One of the key initiatives in Toyota’s bold Environmental Challenge 2050 is to eliminate CO2 emissions from its production facilities. As you can see from the graphic below, it is being proposed through new manufacturing technologies and the use of renewable and hydrogen-based energy.

Zero CO2 factory measures

An important step toward achieving this goal debuted this week with the installation of a new stationary fuel cell generator at the Honsha Plant in Toyota City, Japan. As the oldest of all Toyota factories, it is appropriate that Honsha is the first facility to introduce such technologies within a commercial environment.

Read more: Finding the world’s oldest Toyota

Honsha FC generator

The 100kW electricity generator uses a pair of Toyota Mirai fuel cell system components, including its fuel cell stack, power control unit, air compressor and secondary battery.

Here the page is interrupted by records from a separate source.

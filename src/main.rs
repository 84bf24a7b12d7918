use actix_cors::Cors;
use actix_web::{middleware, web, App, HttpServer};
use std::sync::Arc;
use tinder_match::config::{LoggingSettings, Settings};
use tinder_match::routes::{self, handle_json_payload_error, handle_query_payload_error, AppState};
use tinder_match::{Identity, MatchCache, TinderService};
use tracing::info;
use tracing_subscriber::EnvFilter;

fn init_logging(logging: &LoggingSettings) {
    // RUST_LOG wins over the configured level
    let filter = EnvFilter::try_from_default_env()
        .unwrap_or_else(|_| EnvFilter::new(&logging.level));

    let subscriber = tracing_subscriber::fmt()
        .with_env_filter(filter)
        .with_target(false)
        .with_level(true);

    if logging.format == "pretty" {
        subscriber.pretty().init();
    } else {
        subscriber.json().init();
    }
}

#[actix_web::main]
async fn main() -> std::io::Result<()> {
    // Load .env file if present
    dotenv::dotenv().ok();

    let settings = Settings::load().map_err(|e| {
        eprintln!("Configuration error: {}", e);
        std::io::Error::new(std::io::ErrorKind::InvalidInput, e.to_string())
    })?;

    init_logging(&settings.logging);

    info!("Starting Tinder matching service...");

    let owner = match settings.contract.owner.clone() {
        Some(owner) => Identity::new(owner),
        None => {
            let owner = Identity::generate();
            info!("No contract owner configured, generated {}", owner);
            owner
        }
    };

    let match_cache = MatchCache::new(settings.cache.match_cache_size, settings.cache.ttl_secs);
    info!(
        "Match cache initialized ({} entries, TTL: {}s)",
        settings.cache.match_cache_size, settings.cache.ttl_secs
    );

    let app_state = AppState {
        service: Arc::new(TinderService::new(owner, match_cache)),
        feed: settings.feed,
    };

    let host = settings.server.host.clone();
    let port = settings.server.port;
    let workers = settings.server.workers.unwrap_or(4);

    info!("Starting HTTP server on {}:{}", host, port);

    HttpServer::new(move || {
        let cors = Cors::permissive();

        App::new()
            .app_data(web::Data::new(app_state.clone()))
            .app_data(web::JsonConfig::default().error_handler(handle_json_payload_error))
            .app_data(web::QueryConfig::default().error_handler(handle_query_payload_error))
            .wrap(cors)
            .wrap(middleware::Logger::default())
            .wrap(middleware::Compress::default())
            .configure(routes::configure_routes)
    })
    .workers(workers)
    .bind((host, port))?
    .run()
    .await
}
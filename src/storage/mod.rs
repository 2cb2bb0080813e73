//! Persistence for saved searches and remembered connections.

pub mod memory;
pub mod sql;
pub mod traits;

pub use memory::InMemoryStore;
pub use sql::SqliteStore;
pub use traits::{
    saved_searches_key, ConnectionStore, ConsoleStore, SavedConnection, SavedSearchStore,
    StorageError,
};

Working 24 hours a day, the stacks not only supply power to the demand control system (see graphic below) but divert excess heat to support the plant’s air conditioning system. If required, supplementary energy can be supplied directly from an array of solar cells or stored for later use within a bank of recycled Prius batteries.

Zero CO2 factory

An important way to save energy, of course, is not to use energy when it is not needed. Areas of the plant are therefore designed to maximise use of natural light and natural ventilation.

Toyota will monitor the results of the fuel cell-based installation but expects to halve energy consumption within parts of the plant. Plans are being laid to roll out the use of FC generators as private power generators and move steadily towards zero emissions in an increasing number of production facilities.